Earlier this month, Marea Stamper, aka Kentucky-born, London-based artist, DJ, producer and club culture iconoclast The Blessed Madonna released her brand new single “Serotonin Moonbeams”.
Her first solo release since 2017’s sumptuous disco house anthem “He Is The Voice I Hear”, it features a joyous contribution from vocalist Uffie and sees Stamper deliver exactly what she’s become known for: all-encompassing, celebratory, communal house music.
To celebrate the release of the new single, Stamper hosted a secret party at the infamous (and glorious) sweatbox venue ‘The Bunker’ in Deptford. Arming the partygoers with body-cams and a licence to do absolutely anything they wanted, she set out to capture the very essence of the unbridled freedom that lies at the heart of the track.
With the help of director Loose, the video frantically depicts the beautiful chaos of club culture in all its sweaty, sleazy, glitter-filled glory – a sentiment best described by the teenage Blessed Madonna who we meet as the video starts – reporting live from a burgeoning American rave scene still in embryonic form, completely unaware of the effect it will have on every aspect of her life.
Speaking further about the video, Stamper writes;
“This is probably a bad way to go about promoting a record about raves, but I loathe party videos. I don’t think there’s anything more insulting to everything that’s good and true and beautiful about dance music than canned dj euphoria moments, choreographed—some jerk off spray tanned guy who pretended to make a record, who’s pretending to dj, hands-in-the-air rammed down the throats of the viewer. I didn’t even want to be in the video. I just wanted the ideas in the song to unfold naturally at a real, blood, sweat and tears on the floor party. So that’s what we did. We strapped body cams on people, who then proceeded to get absolutely pissed out of their minds. Uffie showed up with Vaseline and glitter smeared all over her chest and we got weird in a hole in the wall club till morning. I swept up when we we were done. What you see in the video is a more polite version of what happened. Also it’s is full of easter eggs and love letters for those who know. Happy hunting! To be honest, very few people probably precisely realized they were a part of a music video. They just knew they were feeling something they had missed. It can be like that. We don’t have to settle for less. And I’m still picking Uffie’s glitter out of my hair. Also it’s is full of easter eggs and love letters for those who know. Happy hunting!”
An overnight sensation two decades in the making, The Blessed Madonna is an artist whose career is woven into the fabric of dance music past, present and future.

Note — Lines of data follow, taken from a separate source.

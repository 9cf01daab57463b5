//! Approval policy table

use super::risk::RiskLevel;
use crate::config::{ConfigIssue, ConfigIssueCode, Severity};
use crate::core::error::DomainError;
use serde::{Deserialize, Serialize};

/// What the policy says to do at a given risk level.
#[derive(Debug, Clone, Copy, PartialEq, Eq, Serialize, Deserialize)]
#[serde(rename_all = "snake_case")]
pub enum PolicyAction {
    AutoApprove,
    /// Auto-approve when confidence reaches the policy threshold, otherwise review
    AutoApproveIfConfident,
    Review,
    Deny,
}

impl PolicyAction {
    pub fn as_str(&self) -> &'static str {
        match self {
            PolicyAction::AutoApprove => "auto_approve",
            PolicyAction::AutoApproveIfConfident => "auto_approve_if_confident",
            PolicyAction::Review => "review",
            PolicyAction::Deny => "deny",
        }
    }

    pub fn can_auto_approve(&self) -> bool {
        matches!(
            self,
            PolicyAction::AutoApprove | PolicyAction::AutoApproveIfConfident
        )
    }
}

impl std::fmt::Display for PolicyAction {
    fn fmt(&self, f: &mut std::fmt::Formatter<'_>) -> std::fmt::Result {
        write!(f, "{}", self.as_str())
    }
}

impl std::str::FromStr for PolicyAction {
    type Err = DomainError;

    fn from_str(s: &str) -> Result<Self, Self::Err> {
        match s.trim().to_lowercase().replace('-', "_").as_str() {
            "auto_approve" | "approve" => Ok(PolicyAction::AutoApprove),
            "auto_approve_if_confident" | "confident" => Ok(PolicyAction::AutoApproveIfConfident),
            "review" | "pending_review" => Ok(PolicyAction::Review),
            "deny" => Ok(PolicyAction::Deny),
            _ => Err(DomainError::invalid_value("policy action", s)),
        }
    }
}

/// Concrete verdict for one result.
#[derive(Debug, Clone, Copy, PartialEq, Eq)]
pub enum PolicyVerdict {
    AutoApprove,
    Review,
    Deny,
}

/// Risk level → action table.
///
/// `critical` can never auto-approve: a table configured that way is
/// reported by [`ApprovalPolicy::validate`] and overridden to review.
#[derive(Debug, Clone, Copy, PartialEq)]
pub struct ApprovalPolicy {
    pub low: PolicyAction,
    pub medium: PolicyAction,
    pub high: PolicyAction,
    pub critical: PolicyAction,
    /// Confidence required by [`PolicyAction::AutoApproveIfConfident`]
    pub auto_approve_confidence: f64,
}

impl Default for ApprovalPolicy {
    fn default() -> Self {
        Self {
            low: PolicyAction::AutoApprove,
            medium: PolicyAction::AutoApproveIfConfident,
            high: PolicyAction::Review,
            critical: PolicyAction::Review,
            auto_approve_confidence: 0.85,
        }
    }
}

impl ApprovalPolicy {
    /// Effective action for a level.
    pub fn action_for(&self, level: RiskLevel) -> PolicyAction {
        match level {
            RiskLevel::Low => self.low,
            RiskLevel::Medium => self.medium,
            RiskLevel::High => self.high,
            RiskLevel::Critical if self.critical.can_auto_approve() => PolicyAction::Review,
            RiskLevel::Critical => self.critical,
        }
    }

    pub fn decide(&self, level: RiskLevel, confidence: f64) -> PolicyVerdict {
        match self.action_for(level) {
            PolicyAction::AutoApprove => PolicyVerdict::AutoApprove,
            PolicyAction::AutoApproveIfConfident if confidence >= self.auto_approve_confidence => {
                PolicyVerdict::AutoApprove
            }
            PolicyAction::AutoApproveIfConfident | PolicyAction::Review => PolicyVerdict::Review,
            PolicyAction::Deny => PolicyVerdict::Deny,
        }
    }

    pub fn validate(&self) -> Vec<ConfigIssue> {
        let mut issues = Vec::new();
        if self.critical.can_auto_approve() {
            issues.push(ConfigIssue {
                severity: Severity::Error,
                code: ConfigIssueCode::CriticalAutoApprove,
                message: format!(
                    "admission.policy.critical = '{}': critical results can never be auto-approved",
                    self.critical
                ),
            });
        }
        if !(0.0..=1.0).contains(&self.auto_approve_confidence) {
            issues.push(ConfigIssue::threshold_out_of_range(
                "admission.auto_approve_confidence",
                self.auto_approve_confidence,
            ));
        }
        issues
    }
}
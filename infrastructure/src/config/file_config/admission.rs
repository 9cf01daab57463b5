//! Admission configuration from TOML (`[admission]` section)

use serde::{Deserialize, Serialize};
use std::time::Duration;
use wallbounce_application::{AdmissionParams, ReviewMode};
use wallbounce_domain::{ApprovalPolicy, ConfigIssue, PolicyAction};

const POLICY_ACTIONS: &[&str] = &[
    "auto_approve",
    "auto_approve_if_confident",
    "review",
    "deny",
];

/// Raw admission configuration from TOML
///
/// # Example
///
/// ```toml
/// [admission]
/// low = "auto_approve"
/// medium = "auto_approve_if_confident"
/// high = "review"
/// critical = "review"              # auto-approve is rejected for critical
/// auto_approve_confidence = 0.85
/// review_timeout_secs = 300
/// review_mode = "blocking"         # "blocking" or "deferred"
/// summary_bytes = 2000
/// ```
#[derive(Debug, Clone, PartialEq, Serialize, Deserialize)]
#[serde(default)]
pub struct FileAdmissionConfig {
    pub low: String,
    pub medium: String,
    pub high: String,
    pub critical: String,
    pub auto_approve_confidence: f64,
    pub review_timeout_secs: u64,
    pub review_mode: String,
    pub summary_bytes: usize,
}

impl Default for FileAdmissionConfig {
    fn default() -> Self {
        let params = AdmissionParams::default();
        Self {
            low: params.policy.low.as_str().to_string(),
            medium: params.policy.medium.as_str().to_string(),
            high: params.policy.high.as_str().to_string(),
            critical: params.policy.critical.as_str().to_string(),
            auto_approve_confidence: params.policy.auto_approve_confidence,
            review_timeout_secs: params.review_timeout.as_secs(),
            review_mode: params.review_mode.as_str().to_string(),
            summary_bytes: params.summary_bytes,
        }
    }
}

impl FileAdmissionConfig {
    /// Parse the policy table. An unknown action falls back to `review`,
    /// which never lets a result through unseen.
    pub fn parse_policy(&self) -> (ApprovalPolicy, Vec<ConfigIssue>) {
        let mut issues = Vec::new();
        let mut action = |level: &str, raw: &str| match raw.parse::<PolicyAction>() {
            Ok(action) => action,
            Err(_) => {
                issues.push(
                    ConfigIssue::invalid_enum(
                        &format!("admission.{}", level),
                        raw,
                        POLICY_ACTIONS,
                    )
                    .with_fallback("review"),
                );
                PolicyAction::Review
            }
        };

        let policy = ApprovalPolicy {
            low: action("low", &self.low),
            medium: action("medium", &self.medium),
            high: action("high", &self.high),
            critical: action("critical", &self.critical),
            auto_approve_confidence: self.auto_approve_confidence,
        };
        (policy, issues)
    }

    pub fn parse_review_mode(&self) -> (ReviewMode, Vec<ConfigIssue>) {
        match self.review_mode.parse::<ReviewMode>() {
            Ok(mode) => (mode, vec![]),
            Err(_) => {
                let issue = ConfigIssue::invalid_enum(
                    "admission.review_mode",
                    &self.review_mode,
                    &["blocking", "deferred"],
                )
                .with_fallback("blocking");
                (ReviewMode::default(), vec![issue])
            }
        }
    }

    pub fn to_params(&self) -> (AdmissionParams, Vec<ConfigIssue>) {
        let (policy, mut issues) = self.parse_policy();
        let (review_mode, mode_issues) = self.parse_review_mode();
        issues.extend(mode_issues);
        let params = AdmissionParams {
            policy,
            review_timeout: Duration::from_secs(self.review_timeout_secs),
            review_mode,
            summary_bytes: self.summary_bytes,
        };
        (params, issues)
    }
}
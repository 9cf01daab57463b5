//! Provider-side domain: who can answer, what they answered, and whether
//! they are healthy enough to be asked again.

pub mod circuit;
pub mod descriptor;
pub mod response;

pub use circuit::{CircuitBreaker, CircuitPermit, CircuitPolicy, CircuitState, ProbeFailurePolicy};
pub use descriptor::{ProviderDescriptor, ProviderId};
pub use response::{ProviderResponse, ResponseStatus, TokenUsage};
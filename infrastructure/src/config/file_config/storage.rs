//! Result cache and audit log settings (`[cache]`, `[audit]`)

use serde::{Deserialize, Serialize};
use std::path::PathBuf;
use std::time::Duration;
use wallbounce_application::CacheParams;

/// Raw cache configuration from TOML
///
/// # Example
///
/// ```toml
/// [cache]
/// enabled = true
/// ttl_secs = 3600
/// max_entries = 1024
/// ```
#[derive(Debug, Clone, PartialEq, Eq, Serialize, Deserialize)]
#[serde(default)]
pub struct FileCacheConfig {
    pub enabled: bool,
    pub ttl_secs: u64,
    pub max_entries: usize,
}

impl Default for FileCacheConfig {
    fn default() -> Self {
        let params = CacheParams::default();
        Self {
            enabled: params.enabled,
            ttl_secs: params.ttl.as_secs(),
            max_entries: 1024,
        }
    }
}

impl FileCacheConfig {
    pub fn to_params(&self) -> CacheParams {
        CacheParams {
            enabled: self.enabled,
            ttl: Duration::from_secs(self.ttl_secs),
        }
    }
}

/// Raw audit configuration from TOML
///
/// Without a path the audit trail is kept in memory for the lifetime of
/// the process.
///
/// ```toml
/// [audit]
/// path = "~/.local/share/wallbounce/audit.jsonl"
/// ```
#[derive(Debug, Clone, Default, PartialEq, Eq, Serialize, Deserialize)]
#[serde(default)]
pub struct FileAuditConfig {
    pub path: Option<PathBuf>,
}

impl FileAuditConfig {
    /// Resolve a leading `~/` against the home directory.
    pub fn resolved_path(&self) -> Option<PathBuf> {
        let path = self.path.as_ref()?;
        match path.strip_prefix("~") {
            Ok(rest) => dirs::home_dir().map(|home| home.join(rest)),
            Err(_) => Some(path.clone()),
        }
    }
}

#[cfg(test)]
mod tests {
    use super::*;

    #[test]
    fn test_cache_defaults() {
        let config = FileCacheConfig::default();
        assert!(config.enabled);
        assert_eq!(config.to_params(), CacheParams::default());
    }

    #[test]
    fn test_audit_path_absolute_kept() {
        let config = FileAuditConfig {
            path: Some(PathBuf::from("/var/log/wallbounce/audit.jsonl")),
        };
        assert_eq!(
            config.resolved_path(),
            Some(PathBuf::from("/var/log/wallbounce/audit.jsonl"))
        );
        assert_eq!(FileAuditConfig::default().resolved_path(), None);
    }
}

Whether promoting illegal raves to 50 people in sweaty Kentucky basements as a teenager, headlining the biggest stages and festivals around the world, working alongside house legends like Frankie Knuckles or fearlessly taking on one of the most improbable, ambitious remix projects in recent times with Club Future Nostalgia (her collaborative album with pop icon Dua Lipa), The Blessed Madonna is synonymous with inclusive, unifying, cathartic dance music.
In recent years, The Blessed Madonna has channelled the emotions of millions as the vocalist on Fred again..’s lockdown anthem, “Marea (We Lost Dancing)”, become the voice of Saturday night radio, been immortalised as a GTA5 character and provided remixes for the likes of The Chemical Brothers, Florence & The Machine and, improbably, Elton John.
With “Serotonin Moonbeams” she is set to usher in a whole new era. A stop-you-in-your-tracks moment in its own right, it’s also the starting pistol for a run of new releases over the coming months; the first results from a year’s worth of blood, sweat, tears and joy in the studio for 50 hours a week with some of her best friends. There are even rumours of a debut album. Watch this space.